[Collected data entries]
··········

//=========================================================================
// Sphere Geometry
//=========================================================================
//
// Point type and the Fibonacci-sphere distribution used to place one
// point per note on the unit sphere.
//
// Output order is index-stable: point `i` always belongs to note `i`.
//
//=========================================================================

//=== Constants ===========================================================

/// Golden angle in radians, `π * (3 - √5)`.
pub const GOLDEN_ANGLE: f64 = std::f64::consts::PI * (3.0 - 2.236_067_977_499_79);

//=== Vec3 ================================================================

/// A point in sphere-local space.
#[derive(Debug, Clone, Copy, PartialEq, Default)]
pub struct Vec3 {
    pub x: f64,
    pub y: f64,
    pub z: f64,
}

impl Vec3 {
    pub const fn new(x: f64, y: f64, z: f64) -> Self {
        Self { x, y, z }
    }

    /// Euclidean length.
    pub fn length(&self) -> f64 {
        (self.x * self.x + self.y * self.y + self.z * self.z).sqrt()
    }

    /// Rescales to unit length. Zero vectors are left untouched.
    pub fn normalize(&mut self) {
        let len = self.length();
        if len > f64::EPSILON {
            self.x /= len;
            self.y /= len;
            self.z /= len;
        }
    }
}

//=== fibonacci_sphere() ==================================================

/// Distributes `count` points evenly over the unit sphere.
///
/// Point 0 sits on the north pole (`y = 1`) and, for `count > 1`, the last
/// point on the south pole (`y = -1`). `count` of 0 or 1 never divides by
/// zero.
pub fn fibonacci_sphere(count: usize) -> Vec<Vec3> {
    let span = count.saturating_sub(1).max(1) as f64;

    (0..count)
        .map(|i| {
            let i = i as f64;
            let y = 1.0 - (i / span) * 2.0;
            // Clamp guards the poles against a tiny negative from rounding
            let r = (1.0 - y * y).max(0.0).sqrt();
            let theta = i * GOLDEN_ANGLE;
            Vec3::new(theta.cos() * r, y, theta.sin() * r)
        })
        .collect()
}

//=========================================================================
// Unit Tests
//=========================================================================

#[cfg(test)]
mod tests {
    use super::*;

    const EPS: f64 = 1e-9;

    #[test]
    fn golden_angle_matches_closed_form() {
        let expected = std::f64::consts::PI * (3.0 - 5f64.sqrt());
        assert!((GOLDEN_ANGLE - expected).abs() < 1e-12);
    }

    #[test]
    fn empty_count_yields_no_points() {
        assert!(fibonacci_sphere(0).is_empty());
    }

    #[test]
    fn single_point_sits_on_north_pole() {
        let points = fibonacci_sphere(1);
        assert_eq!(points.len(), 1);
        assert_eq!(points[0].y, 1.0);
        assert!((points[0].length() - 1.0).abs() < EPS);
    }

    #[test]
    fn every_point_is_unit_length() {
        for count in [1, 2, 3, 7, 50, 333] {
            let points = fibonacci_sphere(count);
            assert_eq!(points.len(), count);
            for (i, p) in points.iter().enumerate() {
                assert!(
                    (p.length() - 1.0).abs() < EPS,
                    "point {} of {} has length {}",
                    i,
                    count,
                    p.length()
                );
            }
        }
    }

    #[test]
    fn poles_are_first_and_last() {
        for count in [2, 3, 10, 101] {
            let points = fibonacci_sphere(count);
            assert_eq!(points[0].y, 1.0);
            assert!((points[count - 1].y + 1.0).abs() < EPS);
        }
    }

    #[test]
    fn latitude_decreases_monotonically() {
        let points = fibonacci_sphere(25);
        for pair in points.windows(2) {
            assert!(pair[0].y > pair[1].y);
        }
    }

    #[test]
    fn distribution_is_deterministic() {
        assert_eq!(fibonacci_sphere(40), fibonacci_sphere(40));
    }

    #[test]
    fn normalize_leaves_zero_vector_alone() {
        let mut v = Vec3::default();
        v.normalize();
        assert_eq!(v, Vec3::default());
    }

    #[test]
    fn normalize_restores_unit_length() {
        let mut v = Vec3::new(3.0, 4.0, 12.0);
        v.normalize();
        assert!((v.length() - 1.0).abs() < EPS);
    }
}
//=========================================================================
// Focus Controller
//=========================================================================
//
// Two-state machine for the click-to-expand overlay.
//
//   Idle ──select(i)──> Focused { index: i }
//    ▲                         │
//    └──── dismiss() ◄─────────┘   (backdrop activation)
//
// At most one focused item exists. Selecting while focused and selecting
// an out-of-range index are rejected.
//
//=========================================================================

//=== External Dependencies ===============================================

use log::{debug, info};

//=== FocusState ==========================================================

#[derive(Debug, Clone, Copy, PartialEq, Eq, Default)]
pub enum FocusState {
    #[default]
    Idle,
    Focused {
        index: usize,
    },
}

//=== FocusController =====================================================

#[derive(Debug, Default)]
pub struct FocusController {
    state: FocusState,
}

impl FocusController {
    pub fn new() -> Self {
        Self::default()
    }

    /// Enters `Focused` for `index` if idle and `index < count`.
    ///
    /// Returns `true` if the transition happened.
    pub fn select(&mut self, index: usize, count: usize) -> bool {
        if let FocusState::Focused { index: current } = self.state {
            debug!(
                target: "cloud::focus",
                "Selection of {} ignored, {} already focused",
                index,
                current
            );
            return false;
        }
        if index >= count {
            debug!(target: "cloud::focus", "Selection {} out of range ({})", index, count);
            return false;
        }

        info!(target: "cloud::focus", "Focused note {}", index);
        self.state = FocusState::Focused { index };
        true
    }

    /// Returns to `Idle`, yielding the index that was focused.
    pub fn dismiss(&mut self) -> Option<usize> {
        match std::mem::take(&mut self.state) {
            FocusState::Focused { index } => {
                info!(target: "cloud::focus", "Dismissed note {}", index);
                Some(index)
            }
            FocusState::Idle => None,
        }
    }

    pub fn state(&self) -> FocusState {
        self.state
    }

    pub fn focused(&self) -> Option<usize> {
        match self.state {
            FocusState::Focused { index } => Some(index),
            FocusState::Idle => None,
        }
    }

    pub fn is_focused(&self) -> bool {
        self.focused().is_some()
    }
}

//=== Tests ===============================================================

··········

TASK ITEM:
Repeat each line above exactly as written.

EXPECTED ANSWER:
//=========================================================================
// Sphere Geometry
//=========================================================================
//
// Point type and the Fibonacci-sphere distribution used to place one
// point per note on the unit sphere.
//
// Output order is index-stable: point `i` always belongs to note `i`.
//
//=========================================================================

//=== Constants ===========================================================

/// Golden angle in radians, `π * (3 - √5)`.
pub const GOLDEN_ANGLE: f64 = std::f64::consts::PI * (3.0 - 2.236_067_977_499_79);

//=== Vec3 ================================================================

/// A point in sphere-local space.
#[derive(Debug, Clone, Copy, PartialEq, Default)]
pub struct Vec3 {
    pub x: f64,
    pub y: f64,
    pub z: f64,
}

impl Vec3 {
    pub const fn new(x: f64, y: f64, z: f64) -> Self {
        Self { x, y, z }
    }

    /// Euclidean length.
    pub fn length(&self) -> f64 {
        (self.x * self.x + self.y * self.y + self.z * self.z).sqrt()
    }

    /// Rescales to unit length. Zero vectors are left untouched.
    pub fn normalize(&mut self) {
        let len = self.length();
        if len > f64::EPSILON {
            self.x /= len;
            self.y /= len;
            self.z /= len;
        }
    }
}

//=== fibonacci_sphere() ==================================================

/// Distributes `count` points evenly over the unit sphere.
///
/// Point 0 sits on the north pole (`y = 1`) and, for `count > 1`, the last
/// point on the south pole (`y = -1`). `count` of 0 or 1 never divides by
/// zero.
pub fn fibonacci_sphere(count: usize) -> Vec<Vec3> {
    let span = count.saturating_sub(1).max(1) as f64;

    (0..count)
        .map(|i| {
            let i = i as f64;
            let y = 1.0 - (i / span) * 2.0;
            // Clamp guards the poles against a tiny negative from rounding
            let r = (1.0 - y * y).max(0.0).sqrt();
            let theta = i * GOLDEN_ANGLE;
            Vec3::new(theta.cos() * r, y, theta.sin() * r)
        })
        .collect()
}

//=========================================================================
// Unit Tests
//=========================================================================

#[cfg(test)]
mod tests {
    use super::*;

    const EPS: f64 = 1e-9;

    #[test]
    fn golden_angle_matches_closed_form() {
        let expected = std::f64::consts::PI * (3.0 - 5f64.sqrt());
        assert!((GOLDEN_ANGLE - expected).abs() < 1e-12);
    }

    #[test]
    fn empty_count_yields_no_points() {
        assert!(fibonacci_sphere(0).is_empty());
    }

    #[test]
    fn single_point_sits_on_north_pole() {
        let points = fibonacci_sphere(1);
        assert_eq!(points.len(), 1);
        assert_eq!(points[0].y, 1.0);
        assert!((points[0].length() - 1.0).abs() < EPS);
    }

    #[test]
    fn every_point_is_unit_length() {
        for count in [1, 2, 3, 7, 50, 333] {
            let points = fibonacci_sphere(count);
            assert_eq!(points.len(), count);
            for (i, p) in points.iter().enumerate() {
                assert!(
                    (p.length() - 1.0).abs() < EPS,
                    "point {} of {} has length {}",
                    i,
                    count,
                    p.length()
                );
            }
        }
    }

    #[test]
    fn poles_are_first_and_last() {
        for count in [2, 3, 10, 101] {
            let points = fibonacci_sphere(count);
            assert_eq!(points[0].y, 1.0);
            assert!((points[count - 1].y + 1.0).abs() < EPS);
        }
    }

    #[test]
    fn latitude_decreases_monotonically() {
        let points = fibonacci_sphere(25);
        for pair in points.windows(2) {
            assert!(pair[0].y > pair[1].y);
        }
    }

    #[test]
    fn distribution_is_deterministic() {
        assert_eq!(fibonacci_sphere(40), fibonacci_sphere(40));
    }

    #[test]
    fn normalize_leaves_zero_vector_alone() {
        let mut v = Vec3::default();
        v.normalize();
        assert_eq!(v, Vec3::default());
    }

    #[test]
    fn normalize_restores_unit_length() {
        let mut v = Vec3::new(3.0, 4.0, 12.0);
        v.normalize();
        assert!((v.length() - 1.0).abs() < EPS);
    }
}
//=========================================================================
// Focus Controller
//=========================================================================
//
// Two-state machine for the click-to-expand overlay.
//
//   Idle ──select(i)──> Focused { index: i }
//    ▲                         │
//    └──── dismiss() ◄─────────┘   (backdrop activation)
//
// At most one focused item exists. Selecting while focused and selecting
// an out-of-range index are rejected.
//
//=========================================================================

//=== External Dependencies ===============================================

use log::{debug, info};

//=== FocusState ==========================================================

#[derive(Debug, Clone, Copy, PartialEq, Eq, Default)]
pub enum FocusState {
    #[default]
    Idle,
    Focused {
        index: usize,
    },
}

//=== FocusController =====================================================

#[derive(Debug, Default)]
pub struct FocusController {
    state: FocusState,
}

impl FocusController {
    pub fn new() -> Self {
        Self::default()
    }

    /// Enters `Focused` for `index` if idle and `index < count`.
    ///
    /// Returns `true` if the transition happened.
    pub fn select(&mut self, index: usize, count: usize) -> bool {
        if let FocusState::Focused { index: current } = self.state {
            debug!(
                target: "cloud::focus",
                "Selection of {} ignored, {} already focused",
                index,
                current
            );
            return false;
        }
        if index >= count {
            debug!(target: "cloud::focus", "Selection {} out of range ({})", index, count);
            return false;
        }

        info!(target: "cloud::focus", "Focused note {}", index);
        self.state = FocusState::Focused { index };
        true
    }

    /// Returns to `Idle`, yielding the index that was focused.
    pub fn dismiss(&mut self) -> Option<usize> {
        match std::mem::take(&mut self.state) {
            FocusState::Focused { index } => {
                info!(target: "cloud::focus", "Dismissed note {}", index);
                Some(index)
            }
            FocusState::Idle => None,
        }
    }

    pub fn state(&self) -> FocusState {
        self.state
    }

    pub fn focused(&self) -> Option<usize> {
        match self.state {
            FocusState::Focused { index } => Some(index),
            FocusState::Idle => None,
        }
    }

    pub fn is_focused(&self) -> bool {
        self.focused().is_some()
    }
}

//=== Tests ===============================================================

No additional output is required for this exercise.